Monday 31 March 2014

Making use of history in fiction

I wrote on my reading blog last week about historical fiction and how historically accurate it should be. Some writers and readers think that it should be akin to academic research in accuracy, others that the story always comes first.

There are other ways to use historical facts in fiction than writing historical fiction. I like to add little details every now and then to give my characters some depth. My characters are long-living vampires and shape-shifters who have witnessed centuries of history first hand. It would be odd if that didn’t show somehow. One of my pet peeves is characters who don’t have personal history beyond the book, and it’s doubly annoying if the character has lived for centuries.

For example, the hero in Warrior’s Heart, Jasper Grayson, has fought in the Battle of Killiecrankie. It took place in July 1689 between Highland Scottish clans who supported King James VII of Scotland/James II of England, and troops who supported King William of Orange. Jasper fought for William.

The importance of the battle for my book isn’t in details or historical accuracy. It has personal importance for the hero, because he was wounded there and it changed the course of his life. It’s a random battle, chosen because it fit the timeline, and I didn’t burden the book with everything I learned about it. In romantic fiction like my Two-Natured London series, there isn’t that much room for details anyway.

The sites of Jack the Ripper's murders
In the upcoming book, Her Warrior for Eternity, I added a much better known historical detail, Jack the Ripper. It came about rather accidentally and is only an aside to the story. It’s not necessarily needed, but it gives the story some colour.

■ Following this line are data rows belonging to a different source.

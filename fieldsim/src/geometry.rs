//! Isophote-cut bounding boxes for sheared exponential disks
//!
//! An exponential disk of total flux `F` and scale radius `r_s` has surface
//! brightness `F / (2π r_s²) · exp(-r / r_s)`. Cutting at a surface brightness
//! `f0` gives a circular isophote of radius
//!
//! ```text
//! r_cut = -r_s · ln(2π r_s² f0 / (F · detM))
//! ```
//!
//! in the unsheared frame. Under the shear `(gp, gx)` the circle becomes an
//! ellipse whose axis-aligned half extents are
//!
//! ```text
//! half_width  = r_cut · sqrt(((1 + gp)² + gx²) / detM)
//! half_height = r_cut · sqrt(((1 - gp)² + gx²) / detM)
//! ```
//!
//! with `detM = 1 - gp² - gx²`. PSF blurring is accounted for by dilating both
//! extents with a Moffat padding radius. This is not a bound on the convolved
//! isophote, only a conservative additive allowance.

/// Ratio of half-light radius to scale radius for an exponential profile
pub const EXPONENTIAL_HLR_PER_SCALE: f64 = 1.67835;

/// Convert an exponential half-light radius to its scale radius
pub fn exponential_scale_radius(half_light_radius: f64) -> f64 {
    half_light_radius / EXPONENTIAL_HLR_PER_SCALE
}

/// Moffat scale radius `r0` from FWHM and shape parameter beta
pub fn moffat_scale_radius(fwhm: f64, beta: f64) -> f64 {
    0.5 * fwhm / (2f64.powf(1.0 / beta) - 1.0).sqrt()
}

/// Reduced shear describing an elliptical shape
#[derive(Debug, Clone, Copy, PartialEq)]
pub struct ShearEllipse {
    /// Shear component along the x axis
    pub gp: f64,
    /// Shear component along the diagonal
    pub gx: f64,
}

impl ShearEllipse {
    /// Shear that turns a circle into an ellipse of axis ratio `q` at `position_angle` (radians)
    pub fn from_axis_ratio(q: f64, position_angle: f64) -> Self {
        let g = (1.0 - q) / (1.0 + q);
        Self {
            gp: g * (2.0 * position_angle).cos(),
            gx: g * (2.0 * position_angle).sin(),
        }
    }

    /// Shear magnitude |g|
    pub fn magnitude(&self) -> f64 {
        self.gp.hypot(self.gx)
    }

    /// Determinant `1 - gp² - gx²`; positive for any axis ratio `q > 0`
    pub fn det_m(&self) -> f64 {
        1.0 - self.gp * self.gp - self.gx * self.gx
    }
}

/// Isophote radius and its shear-transformed axis-aligned half extents, arcseconds
#[derive(Debug, Clone, Copy, PartialEq)]
pub struct IsophoteBox {
    /// Isophote radius in the unsheared frame
    pub r_cut: f64,
    pub half_width: f64,
    pub half_height: f64,
}

impl IsophoteBox {
    /// Grow both half extents by `padding`
    pub fn dilated(&self, padding: f64) -> Self {
        Self {
            r_cut: self.r_cut,
            half_width: self.half_width + padding,
            half_height: self.half_height + padding,
        }
    }
}

/// Solve for the isophote box of an exponential disk.
///
/// # Arguments
/// * `flux` - Total flux (ADU)
/// * `half_light_radius` - Disk half-light radius (arcsec)
/// * `shear` - Intrinsic shape of the disk
/// * `f0` - Surface brightness cut (ADU / arcsec²)
///
/// # Returns
/// `None` when the disk never reaches `f0` (`r_cut <= 0`), or when the
/// inputs are degenerate (non-positive flux, radius or `detM`).
pub fn isophote_extents(
    flux: f64,
    half_light_radius: f64,
    shear: &ShearEllipse,
    f0: f64,
) -> Option<IsophoteBox> {
    let det_m = shear.det_m();
    if !(flux > 0.0) || !(half_light_radius > 0.0) || !(det_m > 0.0) || !(f0 > 0.0) {
        return None;
    }

    let r_cut = isophote_cut_radius(flux, half_light_radius, det_m, f0);
    if !(r_cut > 0.0) || !r_cut.is_finite() {
        return None;
    }

    let (gp, gx) = (shear.gp, shear.gx);
    Some(IsophoteBox {
        r_cut,
        half_width: r_cut * (((1.0 + gp) * (1.0 + gp) + gx * gx) / det_m).sqrt(),
        half_height: r_cut * (((1.0 - gp) * (1.0 - gp) + gx * gx) / det_m).sqrt(),
    })
}

/// Raw isophote radius; zero or negative when the disk peak is below `f0`.
///
/// Callers must ensure `flux > 0` and `det_m > 0`.
pub fn isophote_cut_radius(flux: f64, half_light_radius: f64, det_m: f64, f0: f64) -> f64 {
    let r_scale = exponential_scale_radius(half_light_radius);
    let x = 2.0 * std::f64::consts::PI * r_scale * r_scale * f0 / (flux * det_m);
    -r_scale * x.ln()
}

/// Padding radius accounting for Moffat PSF wings
///
/// The radius at which a Moffat profile carrying the source's full flux drops
/// to the surface brightness cut:
///
/// ```text
/// r_pad = r0 · sqrt((c / F)^(-1/β) - 1),   c = π f0 r0² / (β - 1)
/// ```
///
/// and zero when the root's argument is not positive.
#[derive(Debug, Clone, Copy, PartialEq)]
pub struct MoffatPadding {
    r0: f64,
    beta: f64,
    c: f64,
}

impl MoffatPadding {
    /// Padding model for a Moffat PSF; `None` when there is no PSF (`fwhm <= 0`)
    pub fn new(fwhm: f64, beta: f64, f0: f64) -> Option<Self> {
        if !(fwhm > 0.0) || !(beta > 1.0) || !(f0 > 0.0) {
            return None;
        }
        let r0 = moffat_scale_radius(fwhm, beta);
        let c = std::f64::consts::PI * f0 * r0 * r0 / (beta - 1.0);
        Some(Self { r0, beta, c })
    }

    /// Padding radius in arcseconds for a source of total `flux`
    pub fn padding_radius(&self, flux: f64) -> f64 {
        if !(flux > 0.0) {
            return 0.0;
        }
        // (c/F)^(-1/β) written as (F/c)^(1/β)
        let arg = (flux / self.c).powf(1.0 / self.beta) - 1.0;
        if arg > 0.0 {
            self.r0 * arg.sqrt()
        } else {
            0.0
        }
    }
}

/// Padding for an optional PSF
pub fn psf_padding(padding: Option<&MoffatPadding>, flux: f64) -> f64 {
    padding.map_or(0.0, |p| p.padding_radius(flux))
}
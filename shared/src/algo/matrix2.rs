//! Inversion of the 2x2 shear transforms that map sky offsets back into a
//! source's profile frame.
//!
//! Composite shears are area preserving, so a healthy transform has a
//! determinant near one. A vanishing or non-finite determinant means the
//! inputs were degenerate and is reported instead of producing infinities.

use nalgebra::Matrix2;
use thiserror::Error;

/// A 2x2 transform with no usable inverse
#[derive(Error, Debug, Clone, PartialEq)]
#[error("singular matrix: determinant={determinant:.6e}")]
pub struct SingularMatrixError {
    pub determinant: f64,
}

const DETERMINANT_EPSILON: f64 = 1e-12;

/// Inverse through the adjugate: `[[d, -b], [-c, a]] / det`.
pub fn invert_matrix(matrix: &Matrix2<f64>) -> Result<Matrix2<f64>, SingularMatrixError> {
    let (a, b) = (matrix[(0, 0)], matrix[(0, 1)]);
    let (c, d) = (matrix[(1, 0)], matrix[(1, 1)]);
    let determinant = a * d - b * c;

    if !determinant.is_finite() || determinant.abs() < DETERMINANT_EPSILON {
        return Err(SingularMatrixError { determinant });
    }

    Ok(Matrix2::new(d, -b, -c, a) / determinant)
}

Jack the Ripper, or the Whitechapel Murderer, is the name given to a serial killer who killed women in the Whitechapel district of London in 1888. The connection to my book is more superficial than actual. There is a serial killer afoot in my book who kills women and leaves the bodies all over the City, a district adjoining Whitechapel, and some of the action happens on the historical sites of those murders. At least, as far as I was able to determine; the map of London has changed a little since those days. I don’t work the details of Jack’s murders into my story, nor are the murders meant to resemble each other.

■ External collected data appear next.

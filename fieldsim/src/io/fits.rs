//! FITS archive writer
//!
//! Produces three files from an output prefix:
//! - `<prefix>_field.fits`: noiseless field as the primary image
//! - `<prefix>_noise.fits`: noisy field as the primary image
//! - `<prefix>_stamps.fits`: empty primary HDU followed by one 3-D cube
//!   extension per accepted object
//!
//! Arrays are written in row-major order with FITS dimensions listed slowest
//! axis first, so NAXIS1 is the stamp width. Row 0 is the bottom of the image
//! in both conventions and no flip is applied.

use std::ffi::OsString;
use std::path::{Path, PathBuf};

use fitsio::hdu::{FitsHdu, HduInfo};
use fitsio::images::{ImageDescription, ImageType};
use fitsio::FitsFile;
use log::{debug, info};
use ndarray::{Array2, ArrayD, IxDyn};

use crate::archive::{ArchiveError, ArchiveSink, FieldKind, StampCube};
use crate::field::FieldImage;

/// Header values recorded alongside field images
#[derive(Debug, Clone, Copy, PartialEq)]
pub struct FitsMetadata {
    /// Arcseconds per pixel
    pub pixel_scale: f64,
    pub nvisits: u32,
}

/// Path of the output file with the given suffix: `<prefix>_<suffix>.fits`
pub fn output_path<P: AsRef<Path>>(prefix: P, suffix: &str) -> PathBuf {
    let mut name = OsString::from(prefix.as_ref().as_os_str());
    name.push(format!("_{suffix}.fits"));
    PathBuf::from(name)
}

fn write_array2(
    fptr: &mut FitsFile,
    hdu: &FitsHdu,
    array: &Array2<f64>,
) -> Result<(), ArchiveError> {
    let flat: Vec<f64> = array.iter().copied().collect();
    hdu.write_image(fptr, &flat)?;
    Ok(())
}

/// Write a single image as the primary HDU of a new file, replacing any existing file
pub fn write_image_file<P: AsRef<Path>>(
    path: P,
    extname: &str,
    image: &Array2<f64>,
    metadata: &FitsMetadata,
) -> Result<(), ArchiveError> {
    let (height, width) = image.dim();
    let description = ImageDescription {
        data_type: ImageType::Double,
        dimensions: &[height, width],
    };

    let mut fptr = FitsFile::create(path.as_ref())
        .with_custom_primary(&description)
        .overwrite()
        .open()?;
    let hdu = fptr.primary_hdu()?;
    write_array2(&mut fptr, &hdu, image)?;

    hdu.write_key(&mut fptr, "EXTNAME", extname)?;
    hdu.write_key(&mut fptr, "PIXSCALE", metadata.pixel_scale)?;
    hdu.write_key(&mut fptr, "NVISITS", metadata.nvisits as i64)?;
    Ok(())
}

/// Append a stamp cube as a new image extension
pub fn write_cube(fptr: &mut FitsFile, cube: &StampCube) -> Result<(), ArchiveError> {
    let stacked = cube.to_array3()?;
    let (planes, height, width) = stacked.dim();
    let description = ImageDescription {
        data_type: ImageType::Double,
        dimensions: &[planes, height, width],
    };

    let extname = format!("OBJ_{}", cube.index);
    let hdu = fptr.create_image(extname, &description)?;
    let flat: Vec<f64> = stacked.iter().copied().collect();
    hdu.write_image(fptr, &flat)?;

    hdu.write_key(fptr, "ROW", cube.row as i64)?;
    hdu.write_key(fptr, "XMIN", cube.bounds.xmin)?;
    hdu.write_key(fptr, "YMIN", cube.bounds.ymin)?;
    hdu.write_key(fptr, "NPLANES", planes as i64)?;
    Ok(())
}

/// Read an image HDU, shaped slowest axis first
pub fn read_hdu_data<P: AsRef<Path>>(path: P, index: usize) -> Result<ArrayD<f64>, ArchiveError> {
    let mut fptr = FitsFile::open(path.as_ref())?;
    let hdu = fptr.hdu(index)?;
    let shape = match &hdu.info {
        HduInfo::ImageInfo { shape, .. } => shape.clone(),
        _ => return Err(ArchiveError::NotAnImage(index)),
    };
    let data: Vec<f64> = hdu.read_image(&mut fptr)?;
    ArrayD::from_shape_vec(IxDyn(&shape), data).map_err(|e| ArchiveError::Reshape(e.to_string()))
}

/// Read an integer header keyword from an HDU
pub fn read_key_i64<P: AsRef<Path>>(path: P, index: usize, key: &str) -> Result<i64, ArchiveError> {
    let mut fptr = FitsFile::open(path.as_ref())?;
    let hdu = fptr.hdu(index)?;
    Ok(hdu.read_key::<i64>(&mut fptr, key)?)
}

/// Streams stamp cubes into `<prefix>_stamps.fits` and writes fields on request
pub struct FitsArchive {
    prefix: PathBuf,
    metadata: FitsMetadata,
    stamps: Option<FitsFile>,
    stamps_path: PathBuf,
    cubes_written: usize,
    written: Vec<PathBuf>,
}

impl FitsArchive {
    /// Create the stamp file immediately so cubes can be appended as they arrive
    pub fn create<P: AsRef<Path>>(prefix: P, metadata: FitsMetadata) -> Result<Self, ArchiveError> {
        let prefix = prefix.as_ref().to_path_buf();
        let stamps_path = output_path(&prefix, "stamps");
        let stamps = FitsFile::create(&stamps_path).overwrite().open()?;
        debug!("opened stamp archive {}", stamps_path.display());

        Ok(Self {
            prefix,
            metadata,
            stamps: Some(stamps),
            stamps_path,
            cubes_written: 0,
            written: Vec::new(),
        })
    }

    pub fn cubes_written(&self) -> usize {
        self.cubes_written
    }
}

impl ArchiveSink for FitsArchive {
    fn append_cube(&mut self, cube: &StampCube) -> Result<(), ArchiveError> {
        let fptr = self.stamps.as_mut().ok_or(ArchiveError::Finished)?;
        write_cube(fptr, cube)?;
        self.cubes_written += 1;
        Ok(())
    }

    fn write_field(&mut self, kind: FieldKind, field: &FieldImage) -> Result<(), ArchiveError> {
        if self.stamps.is_none() {
            return Err(ArchiveError::Finished);
        }
        let path = output_path(&self.prefix, kind.suffix());
        write_image_file(
            &path,
            &kind.suffix().to_uppercase(),
            field.data(),
            &self.metadata,
        )?;
        info!("wrote {}", path.display());
        self.written.push(path);
        Ok(())
    }

    fn finish(&mut self) -> Result<Vec<PathBuf>, ArchiveError> {
        // Dropping the handle flushes and closes the file
        if self.stamps.take().is_some() {
            info!(
                "wrote {} ({} stamps)",
                self.stamps_path.display(),
                self.cubes_written
            );
            self.written.push(self.stamps_path.clone());
        }
        Ok(self.written.clone())
    }
}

Again, the details aren’t important. The name is enough. Readers will make the connection the same way the characters do in the book. Hopefully it will give the readers a notion that the hero, Jeremy Grayson – who, by the way, fought in the Battle of Killiecrankie too – has lived for centuries, not merely existed.

The use of history doesn’t have to be exhaustive – and exhausting – list of dates. Sprinkling it here and there is sufficient to give the characters a past and readers a notion that the story doesn’t happen in a vacuum.